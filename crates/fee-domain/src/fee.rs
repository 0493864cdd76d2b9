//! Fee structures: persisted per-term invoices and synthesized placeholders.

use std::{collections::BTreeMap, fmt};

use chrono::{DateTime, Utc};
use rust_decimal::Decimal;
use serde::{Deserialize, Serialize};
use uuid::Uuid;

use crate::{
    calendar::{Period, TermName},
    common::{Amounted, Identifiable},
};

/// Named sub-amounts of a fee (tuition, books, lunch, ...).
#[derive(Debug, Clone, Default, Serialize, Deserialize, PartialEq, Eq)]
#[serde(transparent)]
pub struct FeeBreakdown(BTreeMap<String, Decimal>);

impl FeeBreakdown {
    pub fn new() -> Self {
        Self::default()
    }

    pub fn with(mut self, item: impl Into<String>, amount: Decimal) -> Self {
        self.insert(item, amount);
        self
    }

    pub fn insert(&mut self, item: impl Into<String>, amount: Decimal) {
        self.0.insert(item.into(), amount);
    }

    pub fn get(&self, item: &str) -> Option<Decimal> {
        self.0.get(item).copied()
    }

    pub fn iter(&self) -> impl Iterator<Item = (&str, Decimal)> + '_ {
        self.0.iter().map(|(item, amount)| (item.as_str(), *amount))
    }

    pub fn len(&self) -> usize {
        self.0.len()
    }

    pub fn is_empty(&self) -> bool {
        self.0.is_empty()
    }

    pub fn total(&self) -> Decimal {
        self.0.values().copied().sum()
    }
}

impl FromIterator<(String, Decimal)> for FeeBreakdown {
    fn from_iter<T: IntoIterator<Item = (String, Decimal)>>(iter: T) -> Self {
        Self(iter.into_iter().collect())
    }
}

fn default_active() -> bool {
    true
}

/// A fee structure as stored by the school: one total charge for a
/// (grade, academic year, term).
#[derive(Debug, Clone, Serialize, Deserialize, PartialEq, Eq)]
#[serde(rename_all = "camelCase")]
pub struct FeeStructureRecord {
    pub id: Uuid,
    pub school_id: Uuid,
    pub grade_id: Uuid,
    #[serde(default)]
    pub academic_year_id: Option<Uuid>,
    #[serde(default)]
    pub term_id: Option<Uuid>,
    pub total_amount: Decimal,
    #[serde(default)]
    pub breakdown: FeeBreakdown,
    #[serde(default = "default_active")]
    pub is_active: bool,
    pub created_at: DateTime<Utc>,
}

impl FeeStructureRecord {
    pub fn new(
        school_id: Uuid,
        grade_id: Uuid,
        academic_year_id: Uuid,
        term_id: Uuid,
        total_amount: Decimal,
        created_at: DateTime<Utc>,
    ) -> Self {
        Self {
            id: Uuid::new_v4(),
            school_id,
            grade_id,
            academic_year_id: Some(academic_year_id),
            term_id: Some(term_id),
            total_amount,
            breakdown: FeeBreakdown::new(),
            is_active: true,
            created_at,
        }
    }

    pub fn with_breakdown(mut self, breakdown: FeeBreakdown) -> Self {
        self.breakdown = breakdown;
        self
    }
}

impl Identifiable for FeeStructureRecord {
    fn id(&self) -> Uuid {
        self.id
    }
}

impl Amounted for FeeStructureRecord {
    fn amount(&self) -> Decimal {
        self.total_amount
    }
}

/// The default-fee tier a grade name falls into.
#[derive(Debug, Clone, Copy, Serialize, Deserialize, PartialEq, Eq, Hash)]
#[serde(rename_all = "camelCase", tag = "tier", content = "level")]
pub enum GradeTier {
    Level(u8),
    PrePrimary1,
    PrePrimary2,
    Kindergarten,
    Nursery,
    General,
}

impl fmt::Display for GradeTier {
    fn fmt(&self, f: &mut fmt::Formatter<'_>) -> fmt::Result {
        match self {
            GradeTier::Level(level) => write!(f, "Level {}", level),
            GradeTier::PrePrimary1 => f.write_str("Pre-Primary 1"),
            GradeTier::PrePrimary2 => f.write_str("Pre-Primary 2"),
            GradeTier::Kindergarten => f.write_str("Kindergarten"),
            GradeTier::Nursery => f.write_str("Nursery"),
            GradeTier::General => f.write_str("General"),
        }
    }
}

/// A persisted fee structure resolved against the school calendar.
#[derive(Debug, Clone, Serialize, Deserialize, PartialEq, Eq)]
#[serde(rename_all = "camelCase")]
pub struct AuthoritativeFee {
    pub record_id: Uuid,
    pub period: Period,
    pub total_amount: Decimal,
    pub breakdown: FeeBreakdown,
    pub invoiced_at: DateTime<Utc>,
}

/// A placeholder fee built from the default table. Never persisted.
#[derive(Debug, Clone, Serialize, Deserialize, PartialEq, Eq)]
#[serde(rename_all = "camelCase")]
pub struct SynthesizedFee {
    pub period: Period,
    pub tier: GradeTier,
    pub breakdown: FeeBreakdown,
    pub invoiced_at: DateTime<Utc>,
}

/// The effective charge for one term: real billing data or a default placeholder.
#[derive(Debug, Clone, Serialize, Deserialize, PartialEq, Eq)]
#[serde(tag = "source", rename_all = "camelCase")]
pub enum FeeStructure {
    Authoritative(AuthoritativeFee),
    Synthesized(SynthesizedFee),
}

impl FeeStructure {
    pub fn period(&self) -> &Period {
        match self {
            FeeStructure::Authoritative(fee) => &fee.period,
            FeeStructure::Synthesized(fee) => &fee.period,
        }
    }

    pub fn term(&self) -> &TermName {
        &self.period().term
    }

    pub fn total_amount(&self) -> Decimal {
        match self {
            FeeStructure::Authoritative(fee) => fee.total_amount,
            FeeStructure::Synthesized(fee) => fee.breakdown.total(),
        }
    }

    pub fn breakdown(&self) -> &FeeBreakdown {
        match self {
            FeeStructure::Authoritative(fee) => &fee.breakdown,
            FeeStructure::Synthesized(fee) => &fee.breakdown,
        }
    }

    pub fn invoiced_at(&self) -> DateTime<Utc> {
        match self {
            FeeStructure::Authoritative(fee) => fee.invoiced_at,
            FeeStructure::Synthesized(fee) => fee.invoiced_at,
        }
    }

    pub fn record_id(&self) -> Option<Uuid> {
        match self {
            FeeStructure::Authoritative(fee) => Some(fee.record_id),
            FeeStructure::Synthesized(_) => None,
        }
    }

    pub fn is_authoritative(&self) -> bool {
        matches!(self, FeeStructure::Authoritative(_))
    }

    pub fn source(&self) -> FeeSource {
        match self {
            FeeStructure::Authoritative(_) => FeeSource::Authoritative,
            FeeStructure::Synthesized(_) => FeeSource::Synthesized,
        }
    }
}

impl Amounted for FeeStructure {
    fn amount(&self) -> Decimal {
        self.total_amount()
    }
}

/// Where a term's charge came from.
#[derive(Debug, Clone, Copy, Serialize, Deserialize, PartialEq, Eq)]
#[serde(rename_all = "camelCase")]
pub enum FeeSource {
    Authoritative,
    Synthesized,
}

▶ **WORK INSTRUCTIONS**
Exactly reproduce the material above.

▶ **EXERCISE ANSWER**
filename crates/fee-domain/src/fee.rs
repository 0493864cdd76d2b9
//! Fee structures: persisted per-term invoices and synthesized placeholders.

use std::{collections::BTreeMap, fmt};

use chrono::{DateTime, Utc};
use rust_decimal::Decimal;
use serde::{Deserialize, Serialize};
use uuid::Uuid;

use crate::{
    calendar::{Period, TermName},
    common::{Amounted, Identifiable},
};

/// Named sub-amounts of a fee (tuition, books, lunch, ...).
#[derive(Debug, Clone, Default, Serialize, Deserialize, PartialEq, Eq)]
#[serde(transparent)]
pub struct FeeBreakdown(BTreeMap<String, Decimal>);

impl FeeBreakdown {
    pub fn new() -> Self {
        Self::default()
    }

    pub fn with(mut self, item: impl Into<String>, amount: Decimal) -> Self {
        self.insert(item, amount);
        self
    }

    pub fn insert(&mut self, item: impl Into<String>, amount: Decimal) {
        self.0.insert(item.into(), amount);
    }

    pub fn get(&self, item: &str) -> Option<Decimal> {
        self.0.get(item).copied()
    }

    pub fn iter(&self) -> impl Iterator<Item = (&str, Decimal)> + '_ {
        self.0.iter().map(|(item, amount)| (item.as_str(), *amount))
    }

    pub fn len(&self) -> usize {
        self.0.len()
    }

    pub fn is_empty(&self) -> bool {
        self.0.is_empty()
    }

    pub fn total(&self) -> Decimal {
        self.0.values().copied().sum()
    }
}

impl FromIterator<(String, Decimal)> for FeeBreakdown {
    fn from_iter<T: IntoIterator<Item = (String, Decimal)>>(iter: T) -> Self {
        Self(iter.into_iter().collect())
    }
}

fn default_active() -> bool {
    true
}

/// A fee structure as stored by the school: one total charge for a
/// (grade, academic year, term).
#[derive(Debug, Clone, Serialize, Deserialize, PartialEq, Eq)]
#[serde(rename_all = "camelCase")]
pub struct FeeStructureRecord {
    pub id: Uuid,
    pub school_id: Uuid,
    pub grade_id: Uuid,
    #[serde(default)]
    pub academic_year_id: Option<Uuid>,
    #[serde(default)]
    pub term_id: Option<Uuid>,
    pub total_amount: Decimal,
    #[serde(default)]
    pub breakdown: FeeBreakdown,
    #[serde(default = "default_active")]
    pub is_active: bool,
    pub created_at: DateTime<Utc>,
}

impl FeeStructureRecord {
    pub fn new(
        school_id: Uuid,
        grade_id: Uuid,
        academic_year_id: Uuid,
        term_id: Uuid,
        total_amount: Decimal,
        created_at: DateTime<Utc>,
    ) -> Self {
        Self {
            id: Uuid::new_v4(),
            school_id,
            grade_id,
            academic_year_id: Some(academic_year_id),
            term_id: Some(term_id),
            total_amount,
            breakdown: FeeBreakdown::new(),
            is_active: true,
            created_at,
        }
    }

    pub fn with_breakdown(mut self, breakdown: FeeBreakdown) -> Self {
        self.breakdown = breakdown;
        self
    }
}

impl Identifiable for FeeStructureRecord {
    fn id(&self) -> Uuid {
        self.id
    }
}

impl Amounted for FeeStructureRecord {
    fn amount(&self) -> Decimal {
        self.total_amount
    }
}

/// The default-fee tier a grade name falls into.
#[derive(Debug, Clone, Copy, Serialize, Deserialize, PartialEq, Eq, Hash)]
#[serde(rename_all = "camelCase", tag = "tier", content = "level")]
pub enum GradeTier {
    Level(u8),
    PrePrimary1,
    PrePrimary2,
    Kindergarten,
    Nursery,
    General,
}

impl fmt::Display for GradeTier {
    fn fmt(&self, f: &mut fmt::Formatter<'_>) -> fmt::Result {
        match self {
            GradeTier::Level(level) => write!(f, "Level {}", level),
            GradeTier::PrePrimary1 => f.write_str("Pre-Primary 1"),
            GradeTier::PrePrimary2 => f.write_str("Pre-Primary 2"),
            GradeTier::Kindergarten => f.write_str("Kindergarten"),
            GradeTier::Nursery => f.write_str("Nursery"),
            GradeTier::General => f.write_str("General"),
        }
    }
}

/// A persisted fee structure resolved against the school calendar.
#[derive(Debug, Clone, Serialize, Deserialize, PartialEq, Eq)]
#[serde(rename_all = "camelCase")]
pub struct AuthoritativeFee {
    pub record_id: Uuid,
    pub period: Period,
    pub total_amount: Decimal,
    pub breakdown: FeeBreakdown,
    pub invoiced_at: DateTime<Utc>,
}

/// A placeholder fee built from the default table. Never persisted.
#[derive(Debug, Clone, Serialize, Deserialize, PartialEq, Eq)]
#[serde(rename_all = "camelCase")]
pub struct SynthesizedFee {
    pub period: Period,
    pub tier: GradeTier,
    pub breakdown: FeeBreakdown,
    pub invoiced_at: DateTime<Utc>,
}

/// The effective charge for one term: real billing data or a default placeholder.
#[derive(Debug, Clone, Serialize, Deserialize, PartialEq, Eq)]
#[serde(tag = "source", rename_all = "camelCase")]
pub enum FeeStructure {
    Authoritative(AuthoritativeFee),
    Synthesized(SynthesizedFee),
}

impl FeeStructure {
    pub fn period(&self) -> &Period {
        match self {
            FeeStructure::Authoritative(fee) => &fee.period,
            FeeStructure::Synthesized(fee) => &fee.period,
        }
    }

    pub fn term(&self) -> &TermName {
        &self.period().term
    }

    pub fn total_amount(&self) -> Decimal {
        match self {
            FeeStructure::Authoritative(fee) => fee.total_amount,
            FeeStructure::Synthesized(fee) => fee.breakdown.total(),
        }
    }

    pub fn breakdown(&self) -> &FeeBreakdown {
        match self {
            FeeStructure::Authoritative(fee) => &fee.breakdown,
            FeeStructure::Synthesized(fee) => &fee.breakdown,
        }
    }

    pub fn invoiced_at(&self) -> DateTime<Utc> {
        match self {
            FeeStructure::Authoritative(fee) => fee.invoiced_at,
            FeeStructure::Synthesized(fee) => fee.invoiced_at,
        }
    }

    pub fn record_id(&self) -> Option<Uuid> {
        match self {
            FeeStructure::Authoritative(fee) => Some(fee.record_id),
            FeeStructure::Synthesized(_) => None,
        }
    }

    pub fn is_authoritative(&self) -> bool {
        matches!(self, FeeStructure::Authoritative(_))
    }

    pub fn source(&self) -> FeeSource {
        match self {
            FeeStructure::Authoritative(_) => FeeSource::Authoritative,
            FeeStructure::Synthesized(_) => FeeSource::Synthesized,
        }
    }
}

impl Amounted for FeeStructure {
    fn amount(&self) -> Decimal {
        self.total_amount()
    }
}

/// Where a term's charge came from.
#[derive(Debug, Clone, Copy, Serialize, Deserialize, PartialEq, Eq)]
#[serde(rename_all = "camelCase")]
pub enum FeeSource {
    Authoritative,
    Synthesized,
}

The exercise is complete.